If the story in itself is harrowing and dangerous, taking the protagonists through the intricacies of real world parallels during their adventures, then why choose to end it on such a dour note? For "realism"? It's fantasy. For consistency? Change is paramount for plot.
It baffles me how afraid some creators are of having their stories end happily. What does that say, that as a creator, not even you who made every aspect of your fantasy, will allow everything to come to peace at the very end? What does it say that you end in a desire for more?
What will that tell your audience - who went on this journey with these characters, experienced the world in all its beauties and horrors, failed and triumphed over obstacle after obstacle with the protagonists, only to have their emotional involvement be for naught?
For realistic deception.

That nothing the characters could ever do mattered. Would stop their friends from falling apart. Or their true love from leaving. Or the world from breaking down around them.

To reflect that nothing YOU could ever do really, truly matters in the end.
Sometimes people grow distant. They leave. Disappear. Some people need to change on their own. Sometimes you can't fix the world by taking out a singular, big, bad, evil guy. The world is bigger than just one evil.

And you are very small.
People use stories for many aspects, such as dissecting these aspects of our realities to better understand them, their purpose, and our place in the chaotic machinations life has in store for us.

This is not what we're discussing here.
Stories that are consumed at a certain point reflect the time in which they're made and the people who make them. Like time capsules. Reactions to personal woes, strained relationships, political climates, social prejudices, and so on.

For many, it's an escape from reality.
So it's very jarring when such stories end...sour, ya know?

To have gone through such pains and hardships and to be shown that everything is okay at the end - maybe even better than before, but most importantly okay and safe - is the ultimate fantasy dream.
That what the characters did had an impact. They survived. They're together. They're in love. They're a family. They're not alone in a vast, unforgiving world. They grew to become their better selves. They changed. They mattered.

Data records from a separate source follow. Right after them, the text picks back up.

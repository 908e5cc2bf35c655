use std::path::{Path, PathBuf};

use anyhow::{Context, Result};
use chrono::{Local, Utc};
use clap::{ArgAction, Parser, Subcommand};
use tracing::{debug, warn};
use tracing_subscriber::{layer::SubscriberExt, util::SubscriberInitExt, EnvFilter};
use uuid::Uuid;

use mappit::{
    camera::{self, CameraPosition, Drag, Viewport},
    pin::{self, NewPin, Pin},
    reaction::{self, Bookmark, Like},
    settings, GeoPoint, Searcher, Store, Theme, INTERACTION_DISTANCE,
};

/// Drop pins on a map and find the ones close enough to open
#[derive(Parser)]
#[command(version)]
struct Cli {
    /// Directory holding the saved camera, reactions and settings
    #[arg(long, global = true, env = "MAPPIT_STATE_DIR")]
    state_dir: Option<PathBuf>,
    #[arg(short, long, global = true, action)]
    verbose: bool,
    #[command(subcommand)]
    command: Command,
}

#[derive(Subcommand)]
enum Command {
    /// Distance in meters between two points given as <lat>,<lon>
    Distance {
        #[arg(allow_hyphen_values = true)]
        from: GeoPoint,
        #[arg(allow_hyphen_values = true)]
        to: GeoPoint,
    },
    /// Inspect or change the saved camera
    Camera {
        #[command(subcommand)]
        action: CameraAction,
    },
    /// Rotate the saved camera by one drag gesture
    #[command(allow_negative_numbers = true)]
    Drag {
        /// Touch position, viewport pixels
        #[arg(long)]
        x: f32,
        #[arg(long)]
        y: f32,
        /// Motion since the last update, pixels
        #[arg(long)]
        dx: f32,
        #[arg(long)]
        dy: f32,
        #[arg(long, default_value_t = 1080)]
        width: u32,
        #[arg(long, default_value_t = 1920)]
        height: u32,
    },
    /// List pins around a point, the saved camera target by default
    Near {
        /// JSON array of pin rows
        #[arg(short, long, env = "MAPPIT_PINS")]
        pins: PathBuf,
        #[arg(long, allow_hyphen_values = true)]
        at: Option<GeoPoint>,
        /// Max distance in meters
        #[arg(short, long, default_value_t = 1000.0)]
        radius: f64,
        #[arg(short, long, action)]
        sort_by_distance: bool,
    },
    /// Show a pin's details if it is within reach
    Open {
        #[arg(short, long, env = "MAPPIT_PINS")]
        pins: PathBuf,
        pin_id: Uuid,
        #[arg(long, allow_hyphen_values = true)]
        at: Option<GeoPoint>,
    },
    /// Drop a new pin at the saved camera target
    Drop {
        #[arg(short, long, env = "MAPPIT_PINS")]
        pins: PathBuf,
        #[arg(short, long)]
        title: String,
        #[arg(short, long, default_value_t = String::new())]
        description: String,
        /// Author of the pin
        #[arg(short, long, default_value_t = Uuid::nil())]
        user: Uuid,
    },
    /// Delete a pin you authored
    Delete {
        #[arg(short, long, env = "MAPPIT_PINS")]
        pins: PathBuf,
        pin_id: Uuid,
        #[arg(short, long)]
        user: Uuid,
    },
    /// List the pins a user dropped, newest first
    Profile {
        #[arg(short, long, env = "MAPPIT_PINS")]
        pins: PathBuf,
        #[arg(short, long)]
        user: Uuid,
    },
    /// Like a pin, or take the like back
    Like {
        #[arg(short, long, env = "MAPPIT_PINS")]
        pins: PathBuf,
        pin_id: Uuid,
        #[arg(short, long)]
        user: Uuid,
    },
    /// Bookmark a pin, or remove the bookmark
    Bookmark {
        #[arg(short, long, env = "MAPPIT_PINS")]
        pins: PathBuf,
        pin_id: Uuid,
        #[arg(short, long)]
        user: Uuid,
    },
    /// List the pins a user bookmarked
    Bookmarks {
        #[arg(short, long, env = "MAPPIT_PINS")]
        pins: PathBuf,
        #[arg(short, long)]
        user: Uuid,
    },
    /// Theme and app lock preferences
    Settings {
        #[command(subcommand)]
        action: SettingsAction,
    },
}

#[derive(Subcommand)]
enum SettingsAction {
    Show,
    /// light, dark or system
    Theme { theme: Theme },
    AppLock {
        #[arg(action = ArgAction::Set)]
        enabled: bool,
    },
}

#[derive(Subcommand)]
enum CameraAction {
    Show,
    /// Recenter the camera
    Move {
        #[arg(allow_hyphen_values = true)]
        at: GeoPoint,
        #[arg(short, long)]
        zoom: Option<f32>,
    },
    Incline,
    Straighten,
}

fn main() -> Result<()> {
    let args = Cli::parse();

    let default_level = if args.verbose { "debug" } else { "warn" };
    tracing_subscriber::registry()
        .with(EnvFilter::try_from_default_env().unwrap_or_else(|_| default_level.into()))
        .with(tracing_subscriber::fmt::layer().with_writer(std::io::stderr))
        .init();

    let state_dir = match args.state_dir {
        Some(dir) => dir,
        None => dirs::cache_dir()
            .context("no cache directory, pass --state-dir")?
            .join("mappit"),
    };

    match args.command {
        Command::Distance { from, to } => {
            println!("{:.1}", mappit::distance(from, to));
        }
        Command::Camera { action } => {
            let store = open_store(&state_dir)?;
            let mut camera = camera::load_camera(&store)?;
            match action {
                CameraAction::Show => {}
                CameraAction::Move { at, zoom } => {
                    camera.move_to(at);
                    if let Some(zoom) = zoom {
                        camera.set_zoom(zoom);
                    }
                    camera::save_camera(&store, &camera)?;
                }
                CameraAction::Incline => camera.incline(),
                CameraAction::Straighten => camera.straighten(),
            }
            print_camera(&camera);
        }
        Command::Drag {
            x,
            y,
            dx,
            dy,
            width,
            height,
        } => {
            let store = open_store(&state_dir)?;
            let mut camera = camera::load_camera(&store)?;
            camera.apply_drag(&Drag::new(x, y, dx, dy), &Viewport::new(width, height));
            camera::save_camera(&store, &camera)?;
            println!("{:.1}", camera.bearing);
        }
        Command::Near {
            pins,
            at,
            radius,
            sort_by_distance,
        } => {
            let center = resolve_center(at, &state_dir)?;
            let pins = read_pins(&pins)?;
            let searcher = Searcher::new(center, radius, sort_by_distance);
            let found = searcher.search(&pins);
            eprintln!(
                "Found {} pins within {} m of {}, * within {} m",
                found.len(),
                radius,
                searcher.center(),
                INTERACTION_DISTANCE
            );
            for m in found {
                let mark = if m.interactable { "*" } else { " " };
                println!("{}\t{:.1}\t{}\t{}", mark, m.distance, m.pin.id, m.pin.title);
            }
        }
        Command::Open { pins, pin_id, at } => {
            let center = resolve_center(at, &state_dir)?;
            let pins = read_pins(&pins)?;
            let pin = pin::find_pin(&pins, pin_id)?;
            let pin = mappit::open_pin(center, pin)?;
            print_pin(pin);
        }
        Command::Drop {
            pins: pins_path,
            title,
            description,
            user,
        } => {
            let store = open_store(&state_dir)?;
            let camera = camera::load_camera(&store)?;
            let mut pins = if pins_path.exists() {
                read_pins(&pins_path)?
            } else {
                Vec::new()
            };
            let new = NewPin::at(camera.target, title, description, user);
            let pin = Pin::from_new(new, Uuid::new_v4(), Utc::now());
            println!("{}", pin.id);
            pins.push(pin);
            write_pins(&pins_path, &pins)?;
        }
        Command::Delete {
            pins: pins_path,
            pin_id,
            user,
        } => {
            let mut pins = read_pins(&pins_path)?;
            let deleted = pin::delete_pin(&mut pins, pin_id, user)?;
            write_pins(&pins_path, &pins)?;

            let store = open_store(&state_dir)?;
            let mut likes: Vec<Like> = reaction::load(&store)?;
            reaction::forget_pin(&mut likes, pin_id);
            reaction::save(&store, &likes)?;
            let mut bookmarks: Vec<Bookmark> = reaction::load(&store)?;
            reaction::forget_pin(&mut bookmarks, pin_id);
            reaction::save(&store, &bookmarks)?;

            println!("{}", deleted.title);
        }
        Command::Profile { pins, user } => {
            let pins = read_pins(&pins)?;
            for p in pin::pins_of_user(&pins, user) {
                print_row(p);
            }
        }
        Command::Like { pins, pin_id, user } => {
            let pins = read_pins(&pins)?;
            pin::find_pin(&pins, pin_id)?;
            let store = open_store(&state_dir)?;
            let mut likes: Vec<Like> = reaction::load(&store)?;
            let liked = reaction::toggle(&mut likes, user, pin_id);
            reaction::save(&store, &likes)?;
            let state = if liked { "liked" } else { "unliked" };
            println!("{}\t{}", state, reaction::count_for_pin(&likes, pin_id));
        }
        Command::Bookmark { pins, pin_id, user } => {
            let pins = read_pins(&pins)?;
            pin::find_pin(&pins, pin_id)?;
            let store = open_store(&state_dir)?;
            let mut bookmarks: Vec<Bookmark> = reaction::load(&store)?;
            let saved = reaction::toggle(&mut bookmarks, user, pin_id);
            reaction::save(&store, &bookmarks)?;
            println!("{}", if saved { "bookmarked" } else { "unbookmarked" });
        }
        Command::Bookmarks { pins, user } => {
            let pins = read_pins(&pins)?;
            let store = open_store(&state_dir)?;
            let bookmarks: Vec<Bookmark> = reaction::load(&store)?;
            for p in reaction::bookmarked_pins(&bookmarks, &pins, user) {
                print_row(p);
            }
        }
        Command::Settings { action } => {
            let store = open_store(&state_dir)?;
            let mut prefs = settings::load_settings(&store)?;
            match action {
                SettingsAction::Show => {}
                SettingsAction::Theme { theme } => {
                    prefs.theme = theme;
                    settings::save_settings(&store, &prefs)?;
                }
                SettingsAction::AppLock { enabled } => {
                    prefs.app_lock = enabled;
                    settings::save_settings(&store, &prefs)?;
                }
            }
            println!("theme\t{}", prefs.theme);
            println!("app_lock\t{}", prefs.app_lock);
        }
    }
    Ok(())
}

fn open_store(dir: &Path) -> Result<Store> {
    let store = Store::new(dir).with_context(|| format!("opening state dir {}", dir.display()))?;
    debug!(path = %store.path().display(), "state dir");
    Ok(store)
}

fn read_pins(path: &Path) -> Result<Vec<Pin>> {
    let pins =
        pin::load_pins(path).with_context(|| format!("reading pins from {}", path.display()))?;
    for p in pins.iter().filter(|p| !p.location().is_valid()) {
        warn!(pin = %p.id, location = %p.location(), "coordinate out of range");
    }
    Ok(pins)
}

fn write_pins(path: &Path, pins: &[Pin]) -> Result<()> {
    pin::save_pins(path, pins).with_context(|| format!("writing {}", path.display()))
}

fn resolve_center(at: Option<GeoPoint>, state_dir: &Path) -> Result<GeoPoint> {
    match at {
        Some(at) => Ok(at),
        None => Ok(camera::load_camera(&open_store(state_dir)?)?.target),
    }
}

fn print_camera(camera: &CameraPosition) {
    println!("target\t{}", camera.target);
    println!("zoom\t{:.1}", camera.zoom);
    println!("tilt\t{:.1}", camera.tilt);
    println!("bearing\t{:.1}", camera.bearing);
}

fn print_row(pin: &Pin) {
    let day = pin::format_day(&pin.created_at.with_timezone(&Local));
    println!("{}\t{}\t{}", day, pin.id, pin.title);
}

fn print_pin(pin: &Pin) {
    println!("{}", pin.title);
    println!("{}", pin::format_timestamp(&pin.created_at.with_timezone(&Local)));
    println!("{}", pin.location());
    if !pin.description.is_empty() {
        println!();
        println!("{}", pin.description);
    }
}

And now they get to live happily ever after.
The lack of happy endings in recent times really speaks to the modern disillusionment with hoping for a better future.

That is a whole can or worms I don't really wanna wriggle with at 5am, and this thread is already too long, but I felt it worth mentioning.
The world is a dark and daunting place to live in. Everyone needs a happy ending, in reality, and in the stories we use to process it.

So please, bring back happy endings.